Three motives impelled these blacks to go South. Some had found northern communities so hostile as to impede their progress, many wanted to rejoin relatives from whom they had been separated by their flight from the land of slavery, and others were moved by the spirit of adventure to enter a new field ripe with all sorts of opportunities. This movement, together with that of migration to large urban communities, largely accounts for the depopulation and the consequent decline of certain colored communities in the North after 1865.
Some of the Negroes who returned to the South became men of national prominence. William J. Simmons, who prior to the Civil War was carried from South Carolina to Pennsylvania, returned to do religious and educational work in Kentucky. Bishop James W. Hood, of the African Methodist Episcopal Zion Church, went from Connecticut to North Carolina to engage in similar work. Honorable R.T. Greener, the first Negro graduate of Harvard, went from Philadelphia to teach in the District of Columbia and later to be a professor in the University of South Carolina. F.L. Cardoza, educated at the University of Edinburgh, returned to South Carolina and became State Treasurer. R.B. Elliot, born in Boston and educated in England, settled in South Carolina from which he was sent to Congress.

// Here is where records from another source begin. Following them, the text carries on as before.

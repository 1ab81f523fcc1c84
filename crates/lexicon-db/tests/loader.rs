use std::path::PathBuf;
use std::sync::Arc;

use lexicon_db::{
    Engine, Interner, LoadError, LoadMode, LoadOutcome, SourceDescriptor, SourceKind,
};
use lexicon_types::{RankOrder, Record};

fn fixture(name: &str) -> PathBuf {
    PathBuf::from(env!("CARGO_MANIFEST_DIR"))
        .join("tests")
        .join("fixtures")
        .join(name)
}

fn engine(mode: LoadMode) -> Arc<Engine> {
    Arc::new(Engine::new(Arc::new(Interner::new()), mode))
}

fn fixture_sources() -> Vec<SourceDescriptor> {
    vec![
        SourceDescriptor::new("jmdict", SourceKind::Words, fixture("jmdict")).with_priority(10),
        SourceDescriptor::new("jmnedict", SourceKind::Names, fixture("jmnedict.json")),
        SourceDescriptor::new("freq", SourceKind::Frequency, fixture("freq.json")),
        SourceDescriptor::new("pitch", SourceKind::Pitch, fixture("pitch")),
        SourceDescriptor::new("mine", SourceKind::CustomWords, fixture("custom_words.txt"))
            .with_priority(20),
    ]
}

#[tokio::test]
async fn loads_every_fixture_source() {
    let engine = engine(LoadMode::Mmap);
    let reports = engine.load_all(fixture_sources()).await;

    let summary: Vec<(&str, &str)> = reports
        .iter()
        .map(|r| (r.source.as_str(), r.outcome.label()))
        .collect();
    assert_eq!(
        summary,
        vec![
            ("jmdict", "loaded"),
            ("jmnedict", "loaded"),
            ("freq", "loaded"),
            ("pitch", "loaded"),
            ("mine", "loaded"),
        ]
    );
    assert!(matches!(
        reports[0].outcome,
        LoadOutcome::Loaded { records: 4, keys: 6 }
    ));
    assert_eq!(reports[0].files, 2);
    assert_eq!(reports[3].discarded, 1);

    // Katakana input reaches both the kanji and katakana words.
    let cats = engine.lookup("jmdict", "ネコ");
    let spellings: Vec<&str> = cats.iter().map(|r| r.spelling()).collect();
    assert_eq!(spellings, vec!["猫", "ネコ"]);

    let Record::Word(eat) = &*engine.lookup("jmdict", "たべる")[0] else {
        panic!("expected a word record");
    };
    assert_eq!(eat.senses[0].glosses[0].as_ref(), "to eat");

    let pitch = engine.lookup("pitch", "はし");
    assert_eq!(pitch.len(), 2);
    assert!(engine.lookup("pitch", "端").is_empty());

    assert_eq!(engine.lookup("mine", "ねこ").len(), 1);
    assert_eq!(engine.lookup("mine", "推し").len(), 1);
}

#[tokio::test]
async fn names_are_keyed_by_spelling_only() {
    let engine = engine(LoadMode::Owned);
    engine
        .load_all([SourceDescriptor::new(
            "jmnedict",
            SourceKind::Names,
            fixture("jmnedict.json"),
        )])
        .await;

    let tokyo = engine.lookup("jmnedict", "東京");
    assert_eq!(tokyo.len(), 1);
    let Record::Name(entry) = &*tokyo[0] else {
        panic!("expected a name record");
    };
    assert_eq!(entry.readings.as_deref().map(<[_]>::len), Some(1));
    assert_eq!(entry.definitions[0].as_ref(), "Tokyo");
    assert!(engine.lookup("jmnedict", "とうきょう").is_empty());

    let sakura = engine.lookup("jmnedict", "サクラ");
    assert_eq!(sakura.len(), 1);
    assert_eq!(sakura[0].spelling(), "さくら");
}

#[tokio::test]
async fn frequency_lookups_resolve_both_directions() {
    let engine = engine(LoadMode::Mmap);
    engine
        .load_all([
            SourceDescriptor::new("freq", SourceKind::Frequency, fixture("freq.json"))
                .with_rank_order(RankOrder::LowerIsFrequent),
        ])
        .await;

    let cat = engine.lookup_frequency("freq", "猫");
    assert_eq!(cat.len(), 1);
    assert_eq!((cat[0].token.as_ref(), cat[0].rank), ("ねこ", 3));

    let dog = engine.lookup_frequency("freq", "イヌ");
    assert_eq!((dog[0].token.as_ref(), dog[0].rank), ("犬", 7));

    assert!(engine.lookup("freq", "猫").is_empty());
    let container = engine.frequencies("freq").expect("frequency container");
    assert_eq!(container.rank_order(), RankOrder::LowerIsFrequent);
    assert_eq!(container.container().len(), 4);
}

#[tokio::test]
async fn one_corrupt_source_does_not_affect_the_rest() {
    let dir = tempfile::tempdir().expect("tempdir");
    let corrupt = dir.path().join("broken.json");
    std::fs::write(&corrupt, r#"{"ねこ": [["猫", 3]"#).expect("write corrupt file");

    let engine = engine(LoadMode::Mmap);
    let reports = engine
        .load_all([
            SourceDescriptor::new("jmdict", SourceKind::Words, fixture("jmdict")),
            SourceDescriptor::new("broken", SourceKind::Frequency, &corrupt),
            SourceDescriptor::new("pitch", SourceKind::Pitch, fixture("pitch")),
        ])
        .await;

    let failures: Vec<_> = reports.iter().filter(|r| r.outcome.is_failure()).collect();
    assert_eq!(failures.len(), 1);
    assert_eq!(failures[0].source, "broken");
    let LoadOutcome::Failed { error, .. } = &failures[0].outcome else {
        unreachable!();
    };
    assert!(matches!(**error, LoadError::Parse { .. }));

    assert_eq!(engine.records("jmdict").expect("jmdict").len(), 6);
    assert_eq!(engine.lookup("pitch", "箸").len(), 1);
    assert!(engine.frequencies("broken").expect("empty container").container().is_empty());
}

#[tokio::test]
async fn missing_and_inactive_sources() {
    let dir = tempfile::tempdir().expect("tempdir");
    let engine = engine(LoadMode::Owned);
    let reports = engine
        .load_all([
            SourceDescriptor::new("gone", SourceKind::Words, dir.path().join("missing")),
            SourceDescriptor::new("off", SourceKind::Pitch, fixture("pitch")).inactive(),
        ])
        .await;

    assert!(matches!(reports[0].outcome, LoadOutcome::NotFound));
    assert!(matches!(reports[1].outcome, LoadOutcome::Inactive));
    assert!(engine.records("gone").expect("empty container").is_empty());
    assert!(engine.records("off").is_none());
    assert_eq!(engine.reports().len(), 2);
}

#[tokio::test]
async fn lookup_all_prefers_higher_priority_sources() {
    let engine = engine(LoadMode::Mmap);
    engine.load_all(fixture_sources()).await;

    let hits = engine.lookup_all("ねこ");
    let order: Vec<(&str, usize)> = hits
        .iter()
        .map(|h| (h.source.as_str(), h.records.len()))
        .collect();
    assert_eq!(order, vec![("mine", 1), ("jmdict", 2)]);
}

#[tokio::test]
async fn reload_replaces_the_container() {
    let dir = tempfile::tempdir().expect("tempdir");
    let path = dir.path().join("mine.txt");
    std::fs::write(&path, "猫\t\tねこ\tcat\tn\n").expect("write");

    let engine = engine(LoadMode::Owned);
    engine
        .load_all([SourceDescriptor::new("mine", SourceKind::CustomWords, &path)])
        .await;
    assert_eq!(engine.lookup("mine", "猫").len(), 1);

    std::fs::write(&path, "犬\t\tいぬ\tdog\tn\n").expect("rewrite");
    let report = engine.reload_source("mine").await.expect("registered source");
    assert!(matches!(report.outcome, LoadOutcome::Loaded { records: 1, .. }));
    assert!(engine.lookup("mine", "猫").is_empty());
    assert_eq!(engine.lookup("mine", "いぬ").len(), 1);

    assert!(engine.reload_source("unknown").await.is_none());
}

#[tokio::test]
async fn concurrent_reloads_install_the_newest_request() {
    let engine = engine(LoadMode::Owned);
    let words = SourceDescriptor::new("jmdict", SourceKind::Words, fixture("jmdict"));
    let pitch_as_words = SourceDescriptor::new("jmdict", SourceKind::Pitch, fixture("pitch"));

    // Requests are ticketed when the futures are first polled, in join order.
    let (_, second) = tokio::join!(engine.reload(words), engine.reload(pitch_as_words));
    assert!(!matches!(second.outcome, LoadOutcome::Superseded));
    assert_eq!(engine.descriptor("jmdict").expect("slot").kind, SourceKind::Pitch);
    assert_eq!(engine.lookup("jmdict", "箸").len(), 1);
}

John M. Langston was taken to Ohio and educated but came back to Virginia his native State from which he was elected to Congress. J.T. White left Indiana to enter politics in Arkansas, becoming State Senator and later commissioner of public works and internal improvements. Judge Mifflin Wister Gibbs, a native of Philadelphia, purposely settled in Arkansas where he served as city judge and Register of United States Land Office. T. Morris Chester, of Pittsburgh, finally made his way to Louisiana where he served with distinction as a lawyer and held the position of Brigadier-General in charge of the Louisiana State Guards under the Kellogg government. Joseph Carter Corbin, who was taken from Virginia to be educated at Chillicothe, Ohio, went later to Arkansas where he served as chief clerk in the post office at Little Rock and later as State Superintendent of Schools. Pinckney Benton Stewart Pinchback, who moved north for education and opportunity, returned to enter politics in Louisiana, which honored him with several important positions among which was that of Acting Governor.